TITLE=Discovery of highly potent and novel LSD1 inhibitors for the treatment of acute myeloid leukemia: structure-based virtual screening, molecular dynamics simulation, and biological evaluation

JOURNAL=Frontiers in Pharmacology

VOLUME=Volume 16 - 2025

YEAR=2025

URL=https://www.frontiersin.org/journals/pharmacology/articles/10.3389/fphar.2025.1510319

DOI=10.3389/fphar.2025.1510319

ISSN=1663-9812

ABSTRACT=Acute myeloid leukemia (AML) is a highly aggressive hematological malignancy with a significant unmet clinical need for new therapeutic agents. Lysine-specific demethylase 1 (LSD1), a key regulator of leukemia stem cell self-renewal, has emerged as a promising epigenetic target for AML treatment.

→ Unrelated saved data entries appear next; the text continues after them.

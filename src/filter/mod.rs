//! Tag filtering with include/exclude semantics.
//!
//! A filter is configured from a raw comma-separated string such as
//! `"wifi, api,sensor"`. Decisions are made on the *component name* of a tag,
//! i.e. everything before its first `:` (`"wifi:connecting"` -> `"wifi"`).

use serde::{Deserialize, Serialize};
use std::collections::HashSet;
use std::fmt;
use std::str::FromStr;
use thiserror::Error;

/// Raw filter value that matches every possible tag (case-insensitive).
pub const ALL_SENTINEL: &str = "all";

const TOKEN_WHITESPACE: &[char] = &[' ', '\t', '\r', '\n'];

#[derive(Error, Debug, Clone, PartialEq, Eq)]
#[error(
    "Filter mode must be either 'include', 'exclude', true (include), or false (exclude), got '{0}'"
)]
pub struct FilterModeParseError(pub String);

/// Whether the tag set lists what to forward or what to drop.
#[derive(Debug, Clone, Copy, PartialEq, Eq, Default, Serialize, Deserialize)]
#[serde(try_from = "String", into = "String")]
pub enum FilterMode {
    /// Forward only tags whose component is listed.
    Include,
    /// Forward everything except listed components.
    #[default]
    Exclude,
}

impl FilterMode {
    pub fn as_str(&self) -> &'static str {
        match self {
            FilterMode::Include => "include",
            FilterMode::Exclude => "exclude",
        }
    }

    pub fn is_include(&self) -> bool {
        matches!(self, FilterMode::Include)
    }
}

impl FromStr for FilterMode {
    type Err = FilterModeParseError;

    fn from_str(s: &str) -> Result<Self, Self::Err> {
        match s.trim().to_lowercase().as_str() {
            "include" | "true" => Ok(FilterMode::Include),
            "exclude" | "false" => Ok(FilterMode::Exclude),
            _ => Err(FilterModeParseError(s.to_string())),
        }
    }
}

impl TryFrom<String> for FilterMode {
    type Error = FilterModeParseError;

    fn try_from(value: String) -> Result<Self, Self::Error> {
        value.parse()
    }
}

impl From<FilterMode> for String {
    fn from(mode: FilterMode) -> Self {
        mode.as_str().to_string()
    }
}

impl fmt::Display for FilterMode {
    fn fmt(&self, f: &mut fmt::Formatter<'_>) -> fmt::Result {
        f.write_str(self.as_str())
    }
}

/// Returns the substring of `tag` before its first `:`, or the whole tag.
pub fn extract_component_name(tag: &str) -> &str {
    tag.split_once(':').map_or(tag, |(component, _)| component)
}

/// Returns true when the whole raw filter string is the `all` sentinel.
pub fn is_all_sentinel(raw: &str) -> bool {
    raw.trim_matches(TOKEN_WHITESPACE)
        .eq_ignore_ascii_case(ALL_SENTINEL)
}

/// Splits a raw filter string into its trimmed, non-empty tokens.
///
/// Malformed input never errors: empty tokens are silently skipped. The `all`
/// sentinel yields no tags.
pub fn parse_tags(raw: &str) -> HashSet<String> {
    if is_all_sentinel(raw) {
        return HashSet::new();
    }

    raw.split(',')
        .map(|token| token.trim_matches(TOKEN_WHITESPACE))
        .filter(|token| !token.is_empty())
        .map(str::to_string)
        .collect()
}

/// Parsed filter configuration: mode, the raw string it came from, and the
/// derived tag set.
#[derive(Debug, Clone, Default, PartialEq, Eq)]
pub struct FilterSet {
    mode: FilterMode,
    raw: String,
    tags: HashSet<String>,
}

impl FilterSet {
    pub fn new(mode: FilterMode) -> Self {
        Self {
            mode,
            raw: String::new(),
            tags: HashSet::new(),
        }
    }

    pub fn parse(raw: &str, mode: FilterMode) -> Self {
        Self {
            mode,
            raw: raw.to_string(),
            tags: parse_tags(raw),
        }
    }

    pub fn mode(&self) -> FilterMode {
        self.mode
    }

    pub fn set_mode(&mut self, mode: FilterMode) {
        self.mode = mode;
    }

    pub fn raw(&self) -> &str {
        &self.raw
    }

    pub fn tags(&self) -> &HashSet<String> {
        &self.tags
    }

    /// Replaces the raw string and rebuilds the tag set from scratch.
    pub fn replace_raw(&mut self, raw: &str) {
        self.raw = raw.to_string();
        self.tags = parse_tags(raw);
    }

    /// Decides whether a record with `tag` should be forwarded.
    ///
    /// The raw `all` sentinel wins over the tag set. An empty tag set passes
    /// everything in exclude mode and nothing in include mode; tags added
    /// with [`add`](Self::add) count even when the raw string is empty.
    pub fn should_pass(&self, tag: &str) -> bool {
        if is_all_sentinel(&self.raw) {
            return self.mode.is_include();
        }

        // Nothing configured: include lists nothing, exclude drops nothing.
        if self.tags.is_empty() {
            return !self.mode.is_include();
        }

        let listed = self.tags.contains(extract_component_name(tag));
        match self.mode {
            FilterMode::Include => listed,
            FilterMode::Exclude => !listed,
        }
    }

    /// Inserts a single tag without touching the raw string.
    pub fn add(&mut self, tag: &str) -> bool {
        self.tags.insert(tag.to_string())
    }

    /// Removes a single tag without touching the raw string.
    pub fn remove(&mut self, tag: &str) -> bool {
        self.tags.remove(tag)
    }

    /// Drops every tag and resets the raw string.
    pub fn clear(&mut self) {
        self.tags.clear();
        self.raw.clear();
    }

    pub fn contains(&self, tag: &str) -> bool {
        self.tags.contains(tag)
    }

    /// Tags in lexical order, for display and stable comparisons.
    pub fn sorted_tags(&self) -> Vec<String> {
        let mut tags: Vec<String> = self.tags.iter().cloned().collect();
        tags.sort();
        tags
    }
}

Herein, we employed an innovative multi-step integrated screening protocol, encompassing pharmacophore modeling, docking screening, molecular dynamics simulation, and biological evaluation, to identify novel LSD1 inhibitors. This comprehensive approach led to the discovery of six potent LSD1 inhibitors (we named these inhibitors LTMs 1–6), with LTM-1 exhibiting the most pronounced inhibitory effects on LSD1 (IC50 = 2.11 ± 0.14 nM) and the highest selectivity for LSD1 over LSD2 (>2370-fold). Notably, LTM-1 demonstrated outstanding antitumor activity both in vitro and in vivo. In vitro, LTM-1 showed potent anti-proliferative effects against LSD1-addicted MV-4-11 leukemia cells (IC50 = 0.16 ± 0.01 μM). In vivo, LTM-1 treatment significantly reduced tumor growth in MV-4-11 xenografted mice. Moreover, LTM-1 did not induce significant changes in liver and kidney function indices, suggesting a favorable safety profile. These results indicate that LTM-1 is a highly promising preclinical candidate for AML treatment, offering a new strategy for the development of more effective and selective LSD1 inhibitors.